SETCAP

Abstract

Internet of Drones (IoD) is a framework to set up drones networks that may serve multiple purposes, e.g., data collection. New IoD applications (such as drone assisted internet of vehicles) envision the simultaneous collection of multiple data types. Although authentication may prevent unauthorized users to access the collected data, existing authentication solutions do not distinguish between the different types of data collected by drones. Therefore, authenticated users may receive sensitive data regarding another user incurring hence in a privacy leakage. In this paper, we propose SETCAP, a novel Service-Based Energy-Efficient Temporal Credential Authentication Protocol for IoD. SETCAP exploits the distinction between data types to prevent information leakage.
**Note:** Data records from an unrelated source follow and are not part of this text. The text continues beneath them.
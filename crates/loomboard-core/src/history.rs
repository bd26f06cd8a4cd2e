//! Undo/redo history.
//!
//! Exactly one entry per committed local transaction: a single shape sync is
//! one entry, a delete-all of forty shapes is also one entry. Entries hold
//! the before/after value for every key the transaction touched, so undo and
//! redo are plain writes that replicate like any other edit. Remote ops never
//! enter the history.

use crate::shapes::ShapeRecord;

/// Maximum retained history depth; older entries are discarded.
const MAX_HISTORY: usize = 50;

/// One key's before/after within a transaction.
#[derive(Debug, Clone)]
pub struct RecordChange {
    pub key: String,
    pub before: Option<ShapeRecord>,
    pub after: Option<ShapeRecord>,
}

/// Everything a single committed transaction changed.
#[derive(Debug, Clone)]
pub struct HistoryEntry {
    pub changes: Vec<RecordChange>,
}

#[derive(Debug, Clone, Default)]
pub struct History {
    undo: Vec<HistoryEntry>,
    redo: Vec<HistoryEntry>,
}

impl History {
    pub fn new() -> Self {
        Self::default()
    }

    /// Record a fresh local transaction. Any redo tail is invalidated.
    pub fn record(&mut self, entry: HistoryEntry) {
        self.redo.clear();
        self.undo.push(entry);
        if self.undo.len() > MAX_HISTORY {
            self.undo.remove(0);
        }
    }

    pub fn pop_undo(&mut self) -> Option<HistoryEntry> {
        self.undo.pop()
    }

    pub fn pop_redo(&mut self) -> Option<HistoryEntry> {
        self.redo.pop()
    }

    /// Park an undone entry on the redo stack.
    pub fn stash_redo(&mut self, entry: HistoryEntry) {
        self.redo.push(entry);
    }

    /// Put a redone entry back on the undo stack without clearing redo.
    pub fn stash_undo(&mut self, entry: HistoryEntry) {
        self.undo.push(entry);
    }

    pub fn can_undo(&self) -> bool {
        !self.undo.is_empty()
    }

    pub fn can_redo(&self) -> bool {
        !self.redo.is_empty()
    }

    pub fn depth(&self) -> usize {
        self.undo.len()
    }
}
We formally test SETCAP against the Real-Or-Random (ROR) model and implemented SETCAP in Automated Validation of Internet Security Protocols and Applications (AVISPA) simulation tool. Moreover, we validated SETCAP via non-mathematical security analysis to show its security against many attacks. We assessed the superiority of SETCAP in terms of functionality and security characteristics as well as computation, communication, and energy costs. The communication cost of creating a session in SETCAP is approximately 20% smaller than that of creating a session in the closest state-of-the-art protocol. Furthermore, the framework that we propose requires the creation of a number of sessions that are additive in terms of the number of drones and users, whereas the existing solutions are multiplicative. SETCAP is therefore a secure and scalable solution for resource-constrained devices such as drones.